Reasons for Using Basic HTTP Authentication
The point of difference between using HTTP Authentication vs Application specific authentication is where you want the authentication and authorization logic to be handled.
HTTP Authentication means that the HTTP layer (apache, nginx, IIS, etc) will responsible for maintaining authentication. Application authorization means that the web application (java, php, django, etc) would control authentication and authorization.
Why the difference?
Remember that HTTP is stateless. Thus, by adding an authorization component, HTTP can prevent or allow users to access certain resources. The most likely use of this kind of authorization is when you don’t have any application logic yourself. For example, if you want to allow file directory browsing in apache, but only to certain users, you can modify the .htaccess
file to restrict the directory to certain users.
However there are many reasons why applications handle the authorization logic instead of the HTTP server. First, most applications handle sessions. This is done by using cookies. Thus, only the cookie value must be retransmitted. If you are handling sessions in the application layer, it will almost always be easier to handle authorization in this layer as well. Almost always, sessions are preferred because the content of your application will be dependent on "who" is doing something.
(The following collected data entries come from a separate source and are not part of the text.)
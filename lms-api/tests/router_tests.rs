//! Router tests that never reach the database
//!
//! Every request here is rejected (or answered) by the middleware, the
//! access policy or input validation before a query runs.

mod common;

use axum::http::{header, Method, StatusCode};
use common::{get_request, json_request, offline_app, send};
use lms_shared::auth::jwt::TokenType;
use serde_json::json;
use uuid::Uuid;

#[tokio::test]
async fn test_anonymous_list_is_unauthorized() {
    let (app, _) = offline_app(None);

    for uri in ["/api/courses", "/api/lessons", "/api/payments", "/api/users"] {
        let (status, body) = send(&app, get_request(uri, None)).await;
        assert_eq!(status, StatusCode::UNAUTHORIZED, "{}", uri);
        assert_eq!(body["error"], "unauthorized");
    }
}

#[tokio::test]
async fn test_authentication_checked_before_body() {
    let (app, _) = offline_app(None);

    let request = json_request(Method::POST, "/api/courses", None, json!({"nonsense": true}));
    let (status, _) = send(&app, request).await;
    assert_eq!(status, StatusCode::UNAUTHORIZED);
}

#[tokio::test]
async fn test_invalid_token_treated_as_anonymous() {
    let (app, _) = offline_app(None);

    let (status, _) = send(&app, get_request("/api/lessons", Some("not.a.jwt"))).await;
    assert_eq!(status, StatusCode::UNAUTHORIZED);

    let item = format!("/api/courses/{}", Uuid::new_v4());
    let (status, _) = send(&app, get_request(&item, Some("not.a.jwt"))).await;
    assert_eq!(status, StatusCode::UNAUTHORIZED);
}

#[tokio::test]
async fn test_anonymous_subscription_and_payment_rejected() {
    let (app, _) = offline_app(None);

    let request = json_request(
        Method::POST,
        "/api/course-subscriptions",
        None,
        json!({"course_id": Uuid::new_v4()}),
    );
    assert_eq!(send(&app, request).await.0, StatusCode::UNAUTHORIZED);

    let request = json_request(
        Method::POST,
        "/api/payments/create",
        None,
        json!({"paid_course": Uuid::new_v4(), "amount": "10.00"}),
    );
    assert_eq!(send(&app, request).await.0, StatusCode::UNAUTHORIZED);
}

#[tokio::test]
async fn test_register_validation_errors() {
    let (app, _) = offline_app(None);

    let request = json_request(
        Method::POST,
        "/api/users/register",
        None,
        json!({"email": "not-an-email", "password": "long enough password"}),
    );
    let (status, body) = send(&app, request).await;
    assert_eq!(status, StatusCode::BAD_REQUEST);
    assert_eq!(body["error"], "validation_error");
    assert_eq!(body["details"][0]["field"], "email");

    let request = json_request(
        Method::POST,
        "/api/users/register",
        None,
        json!({"email": "student@example.com", "password": "1234567890"}),
    );
    let (status, body) = send(&app, request).await;
    assert_eq!(status, StatusCode::BAD_REQUEST);
    assert_eq!(body["details"][0]["field"], "password");
}

#[tokio::test]
async fn test_malformed_json_is_validation_error() {
    let (app, _) = offline_app(None);

    let request = json_request(Method::POST, "/api/users/register", None, json!({"email": 5}));
    let (status, body) = send(&app, request).await;
    assert_eq!(status, StatusCode::BAD_REQUEST);
    assert_eq!(body["details"][0]["field"], "non_field_errors");
}

#[tokio::test]
async fn test_refresh_rejects_access_token() {
    let (app, state) = offline_app(None);
    let access = state.tokens.issue(Uuid::new_v4(), TokenType::Access).unwrap();

    let request = json_request(Method::POST, "/api/token/refresh", None, json!({"refresh": access}));
    let (status, body) = send(&app, request).await;
    assert_eq!(status, StatusCode::UNAUTHORIZED);
    assert_eq!(body["error"], "unauthorized");

    let request = json_request(Method::POST, "/api/token/refresh", None, json!({"refresh": "garbage"}));
    assert_eq!(send(&app, request).await.0, StatusCode::UNAUTHORIZED);
}

#[tokio::test]
async fn test_health_reports_disconnected_database() {
    let (app, _) = offline_app(None);

    let (status, body) = send(&app, get_request("/health", None)).await;
    assert_eq!(status, StatusCode::OK);
    assert_eq!(body["status"], "degraded");
    assert_eq!(body["database"], "disconnected");
    assert!(body.get("migrations").is_none());
}

#[tokio::test]
async fn test_security_headers_on_api_responses() {
    let (app, _) = offline_app(None);

    let response = tower::ServiceExt::oneshot(app, get_request("/api/courses", None))
        .await
        .unwrap();
    assert_eq!(response.headers().get(header::X_CONTENT_TYPE_OPTIONS).unwrap(), "nosniff");
    assert_eq!(response.headers().get(header::CACHE_CONTROL).unwrap(), "no-store");
}

#[tokio::test]
async fn test_unknown_route_is_not_found() {
    let (app, _) = offline_app(None);
    let (status, _) = send(&app, get_request("/api/nope", None)).await;
    assert_eq!(status, StatusCode::NOT_FOUND);
}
But my application can read the HTTP Headers, why use forms if HTTP provides a mechanism?
A further benefit to using sessions includes the implicit ability to log out. Because HTTP authorization has no concept of a session, you can’t really log out. It would be up to the browser (or in your case, the Android application) to forget the credentials, but the server has no control over it. Even if your server wants to enforce some kind of log out, it can’t with HTTP Authorization.
Security benefits of form based authentication
Because form based authentication generally involves sessions, it is usually more secure, so long as the security of your resources are dependent on sessions.
Security benefits of HTTP Authentication
HTTP Basic authentication is worse than forms based authentication because of the lack of sessions. However, you can get some benefits by using HTTP Digest Authentication, which computes hashes against credentials and nonces to avoid sending plain text credentials. Thus there is a tradeoff between sending clear credentials or letting the server side application maintain the session.
Can’t I compute hashes on the client side before transmitting the credentials?
For browser based applications, many people think using javascript to compute a hash before sending a credential is better than using a plain text password, but these people are wrong. In order to protect the password, the server sends client code that it must run. However, if an attacker is in a position to talk to the client, he can substitute this code for his own. Thus, the security benefit of using javascript to compute a hash is so minimal it is rarely done.
Since you mentioned using this API within an Android Application, hashing does make sense. Because you can compute the hash with a predefined client routine, there are clear benefits to using a hashing mechanism as described in RFC 2607. I would still recommend performing authorization in the application layer though, as you want to manage sessions for a user.